As the voltage drops, the amperage goes up: amps = watts / volts.
So say your fridge draws 800w. If your wire size/length is sufficient so the voltage doesn't drop much, if any, then 800w / 120v = 6.66a load on the wire (and generator).
But if the wire size is smaller (or longer), and with an 800w load, the voltage drops to say 100v - then it'll be 800w / 100v = 8a load on the wire (and generator).
So, it's not like the wire itself consumed an extra 1.34a (8a - 6.66a = 1.34a). Instead, it caused the voltage on the circuit to drop, which caused the entire circuit (wire and fridge) to draw at a higher amperage - but the watts being consumed is still the same.
(Technically, it's not exactly the same, as there will be a few extra watts consumed to heat up the wire if it's being overloaded...but for a quickie explanation, we can ignore that.)

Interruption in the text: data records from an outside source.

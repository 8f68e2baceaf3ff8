//! Result exporter: runs a rendered statement, writes the rows to CSV and
//! charts them.
//!
//! When the statement yields no result set (UPDATE, DELETE, ...), the
//! exporter re-reads the whole table with `SELECT * FROM <table>`. The table
//! name is taken as the second whitespace-separated token of the statement,
//! so this only works when that token is exactly the table name:
//! `UPDATE shows SET ...` works, `DELETE FROM shows` does not.

use crate::builder::StatementBuilder;
use crate::core::db::{self, format_csv_field, ExecutionOutcome, QueryExecutor, QueryResult, StatementType};
use crate::core::{Result, TabqlError};
use crate::plot::{self, ChartData, PlotKind};
use rusqlite::types::Value as SqlValue;
use rusqlite::Connection;
use std::path::{Path, PathBuf};
use tracing::info;

/// Where exported files go and how large charts are.
#[derive(Debug, Clone, PartialEq)]
pub struct ExportOptions {
    pub directory: PathBuf,
    pub figsize: (u32, u32),
}

impl Default for ExportOptions {
    fn default() -> Self {
        ExportOptions {
            directory: PathBuf::from("."),
            figsize: plot::DEFAULT_SIZE,
        }
    }
}

/// Header and rows read back from an exported CSV file.
#[derive(Debug, Clone, PartialEq)]
pub struct CsvTable {
    pub headers: Vec<String>,
    pub rows: Vec<Vec<String>>,
}

/// The exported result of one statement.
#[derive(Debug)]
pub struct DataOutput {
    output_name: String,
    csv_path: PathBuf,
    chart_path: PathBuf,
    figsize: (u32, u32),
    columns: Vec<String>,
    rows: Vec<Vec<SqlValue>>,
}

impl DataOutput {
    /// Connects to `db_path`, executes `query` and exports the result to
    /// `<directory>/<output_name>.csv`. A blank query exports nothing.
    ///
    /// The connection is closed before this returns.
    pub fn run<P: AsRef<Path>>(db_path: P, query: &str, output_name: &str, options: ExportOptions) -> Result<Self> {
        let mut output = Self::existing(output_name, options);
        let conn = db::open_connection(db_path)?;

        if !query.trim().is_empty() {
            let result = execute_query(&conn, query)?;
            output.columns = result.columns;
            output.rows = result.rows;
            output.export_to_csv()?;
        }

        db::close_connection(conn)?;
        Ok(output)
    }

    /// Refers to a previous export without running anything.
    pub fn existing(output_name: &str, options: ExportOptions) -> Self {
        DataOutput {
            output_name: output_name.to_string(),
            csv_path: options.directory.join(format!("{}.csv", output_name)),
            chart_path: options.directory.join(format!("{}.svg", output_name)),
            figsize: options.figsize,
            columns: Vec::new(),
            rows: Vec::new(),
        }
    }

    pub fn output_name(&self) -> &str {
        &self.output_name
    }

    pub fn columns(&self) -> &[String] {
        &self.columns
    }

    pub fn rows(&self) -> &[Vec<SqlValue>] {
        &self.rows
    }

    pub fn csv_path(&self) -> &Path {
        &self.csv_path
    }

    pub fn chart_path(&self) -> &Path {
        &self.chart_path
    }

    /// The exported rows as a query result, for display.
    pub fn result(&self) -> QueryResult {
        QueryResult::new(self.columns.clone(), self.rows.clone())
    }

    pub fn set_figsize(&mut self, width: u32, height: u32) {
        self.figsize = (width, height);
    }

    /// Reads the exported CSV file back.
    pub fn read_csv(&self) -> Result<CsvTable> {
        let mut reader = csv::Reader::from_path(&self.csv_path)?;
        let headers = reader.headers()?.iter().map(String::from).collect();
        let rows = reader
            .records()
            .map(|record| record.map(|r| r.iter().map(String::from).collect()))
            .collect::<std::result::Result<Vec<_>, csv::Error>>()?;
        Ok(CsvTable { headers, rows })
    }

    /// Charts the first two exported columns and returns the SVG path.
    ///
    /// # Errors
    ///
    /// `TabqlError::Value` when the export has fewer than two columns or no
    /// numeric y values; `TabqlError::Chart` when drawing fails.
    pub fn plot(&self, kind: PlotKind, title: Option<&str>) -> Result<PathBuf> {
        let table = self.read_csv()?;
        let data = ChartData::from_columns(&table.headers, &table.rows)?;
        let title = title.map_or_else(|| data.default_title(), str::to_string);
        plot::render_svg(&data, kind, &title, self.figsize, &self.chart_path)?;
        Ok(self.chart_path.clone())
    }

    fn export_to_csv(&self) -> Result<()> {
        if let Some(parent) = self.csv_path.parent() {
            std::fs::create_dir_all(parent)?;
        }
        let mut writer = csv::Writer::from_path(&self.csv_path)?;
        writer.write_record(&self.columns)?;
        for row in &self.rows {
            writer.write_record(row.iter().map(format_csv_field))?;
        }
        writer.flush()?;
        info!(path = %self.csv_path.display(), rows = self.rows.len(), "Exported CSV");
        Ok(())
    }
}

/// Executes `query`, falling back to a full-table SELECT when it yields no
/// result set.
fn execute_query(conn: &Connection, query: &str) -> Result<QueryResult> {
    let executor = QueryExecutor::new(conn);
    match executor.execute(query)? {
        ExecutionOutcome::Rows(result) => Ok(result),
        ExecutionOutcome::Affected(affected) => {
            info!(
                affected,
                statement = ?StatementType::from_sql(query),
                "Query executed: no result set"
            );
            let table = fallback_table(query)?;
            executor.query(&StatementBuilder::new(table).render())
        }
    }
}

/// The second whitespace-separated token of `query`.
pub fn fallback_table(query: &str) -> Result<&str> {
    query.split_whitespace().nth(1).ok_or_else(|| {
        TabqlError::Value(format!("Cannot determine the table of statement: {}", query))
    })
}

#[cfg(test)]
mod tests {
    use super::*;

    #[test]
    fn test_fallback_table() {
        assert_eq!(fallback_table("UPDATE shows SET \"x\" = 1;").unwrap(), "shows");
        assert_eq!(fallback_table("DELETE FROM shows;").unwrap(), "FROM");
        assert!(fallback_table("VACUUM").is_err());
    }

    #[test]
    fn test_existing_paths() {
        let options = ExportOptions {
            directory: PathBuf::from("out"),
            figsize: (800, 400),
        };
        let output = DataOutput::existing("results", options);
        assert_eq!(output.csv_path(), Path::new("out/results.csv"));
        assert_eq!(output.chart_path(), Path::new("out/results.svg"));
        assert!(output.columns().is_empty());
    }

    #[test]
    fn test_blank_query_exports_nothing() {
        let dir = tempfile::tempdir().unwrap();
        let options = ExportOptions {
            directory: dir.path().to_path_buf(),
            ..ExportOptions::default()
        };
        let output = DataOutput::run(dir.path().join("empty.db"), "  ", "nothing", options).unwrap();
        assert!(!output.csv_path().exists());
    }
}
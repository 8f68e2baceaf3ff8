//! Reserved-word quoting for identifiers.
//!
//! Identifiers that collide with a SQLite keyword are wrapped in double
//! quotes. Inside a `FUNC(column)` aggregate only the inner identifier is
//! quoted.

use once_cell::sync::Lazy;
use regex::Regex;
use std::collections::HashSet;
use tracing::debug;

/// SQLite keywords, upper case.
pub const SQLITE_RESERVED_WORDS: &[&str] = &[
    "ABORT", "ACTION", "ADD", "AFTER", "ALL", "ALTER", "ANALYZE",
    "AND", "AS", "ASC", "ATTACH", "AUTOINCREMENT",
    "BEFORE", "BEGIN", "BETWEEN", "BY", "CASCADE",
    "CASE", "CAST", "CHECK", "COLLATE", "COLUMN",
    "COMMIT", "CONFLICT", "CONSTRAINT", "CREATE", "CROSS",
    "CURRENT_DATE", "CURRENT_TIME", "CURRENT_TIMESTAMP",
    "DATABASE", "DEFAULT", "DEFERRABLE", "DEFERRED", "DELETE",
    "DESC", "DETACH", "DISTINCT", "DO", "DROP",
    "EACH", "ELSE", "END", "ESCAPE", "EXCEPT",
    "EXCLUSIVE", "EXISTS", "EXPLAIN", "FAIL", "FOR",
    "FOREIGN", "FROM", "FULL", "GLOB", "GROUP",
    "HAVING", "IF", "IGNORE", "IMMEDIATE", "IN",
    "INDEX", "INDEXED", "INITIALLY", "INNER", "INSERT",
    "INSTEAD", "INTERSECT", "INTO", "IS", "ISNULL",
    "JOIN", "KEY", "LEFT", "LIKE", "LIMIT",
    "MATCH", "NATURAL", "NO", "NOT", "NOTHING",
    "NULL", "OF", "OFFSET", "ON", "OR",
    "ORDER", "OUTER", "PLAN", "PRAGMA", "PRIMARY",
    "QUERY", "RAISE", "RECURSIVE", "REFERENCES", "REGEXP",
    "REINDEX", "RELEASE", "RENAME", "REPLACE",
    "RESTRICT", "RIGHT", "ROLLBACK", "ROW", "SAVEPOINT",
    "SELECT", "SET", "TABLE", "TEMP", "TEMPORARY",
    "THEN", "TIES", "TO", "TRANSACTION", "TRIGGER",
    "UNION", "UNIQUE", "UPDATE", "USING", "VACUUM",
    "VALUES", "VIEW", "VIRTUAL", "WHEN", "WHERE",
    "WITH", "WITHOUT",
];

static RESERVED: Lazy<HashSet<&'static str>> =
    Lazy::new(|| SQLITE_RESERVED_WORDS.iter().copied().collect());

static AGGREGATE_CALL: Lazy<Regex> = Lazy::new(|| {
    Regex::new(r#"^\b(MIN|MAX|COUNT|SUM|AVG)\(\s*"?(\w+)"?\s*\)"#)
        .expect("aggregate pattern is valid")
});

/// Returns true when `identifier` matches a reserved word, ignoring case.
pub fn is_reserved(identifier: &str) -> bool {
    RESERVED.contains(identifier.to_ascii_uppercase().as_str())
}

/// Wraps `identifier` in double quotes when it is a reserved word.
pub fn quote_if_reserved(identifier: &str) -> String {
    if is_reserved(identifier) {
        debug!(identifier, "quoting reserved word");
        format!("\"{}\"", identifier)
    } else {
        identifier.to_string()
    }
}

/// Quotes a bare select-list entry. An aggregate call gets its argument
/// quoted; anything else is treated as a plain identifier.
pub fn quote_select_column(column: &str) -> String {
    if AGGREGATE_CALL.is_match(column) {
        quote_aggregate_argument(column)
    } else {
        quote_if_reserved(column)
    }
}

/// Quotes the argument of a leading `FUNC(column)` aggregate call when the
/// argument is a reserved word. Everything else passes through unchanged.
pub fn quote_aggregate_argument(expr: &str) -> String {
    let Some(caps) = AGGREGATE_CALL.captures(expr) else {
        return expr.to_string();
    };
    let column = &caps[2];
    if !is_reserved(column) {
        return expr.to_string();
    }

    debug!(column, "quoting reserved word inside aggregate");
    let whole = caps.get(0).map_or(0, |m| m.end());
    format!("{}(\"{}\"){}", &caps[1], column, &expr[whole..])
}

#[cfg(test)]
mod tests {
    use super::*;

    #[test]
    fn test_reserved_words_are_quoted() {
        assert_eq!(quote_if_reserved("index"), "\"index\"");
        assert_eq!(quote_if_reserved("Order"), "\"Order\"");
        assert_eq!(quote_if_reserved("imdb_score"), "imdb_score");
        assert_eq!(quote_if_reserved("type"), "type");
    }

    #[test]
    fn test_aggregate_argument_quoting() {
        assert_eq!(quote_aggregate_argument("AVG(index)"), "AVG(\"index\")");
        assert_eq!(quote_aggregate_argument("MIN( \"index\" )"), "MIN(\"index\")");
        assert_eq!(quote_aggregate_argument("COUNT(group) + 1"), "COUNT(\"group\") + 1");
    }

    #[test]
    fn test_select_column_quoting() {
        assert_eq!(quote_select_column("COUNT(index)"), "COUNT(\"index\")");
        assert_eq!(quote_select_column("AVG(INDEX)"), "AVG(\"INDEX\")");
        assert_eq!(quote_select_column("COUNT(*)"), "COUNT(*)");
        assert_eq!(quote_select_column("order"), "\"order\"");
        assert_eq!(quote_select_column("title"), "title");
    }

    #[test]
    fn test_aggregate_argument_passthrough() {
        assert_eq!(quote_aggregate_argument("AVG(imdb_score)"), "AVG(imdb_score)");
        assert_eq!(quote_aggregate_argument("index"), "index");
        assert_eq!(quote_aggregate_argument("avg(index)"), "avg(index)");
        assert_eq!(quote_aggregate_argument("MEDIAN(index)"), "MEDIAN(index)");
    }
}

That same size/length wire, would have less voltage drop if the load were only 400w and more if the load were 1600w.
At some point, you reach the limit of the wire. Say an 1800w load and 12 ga. wire. #12 is good for up to 20 amps.
1800w / 120v = 15a. No problem.
Now lets make the wire longer so the voltage drops to 100v:
1800w / 100v = 18a. Getting close, but not there yet.
Let's make the wire longer still and drop the voltage to 90:
1800w / 90v = 20a. Ding!
If you make the wire any longer, the voltage will drop enough, so that an 1800w load would exceed 20a draw and now you've overloaded the wire.
(Not to mention, that quite a few electrical devices will gag and fall over on their faces if fed 90v.)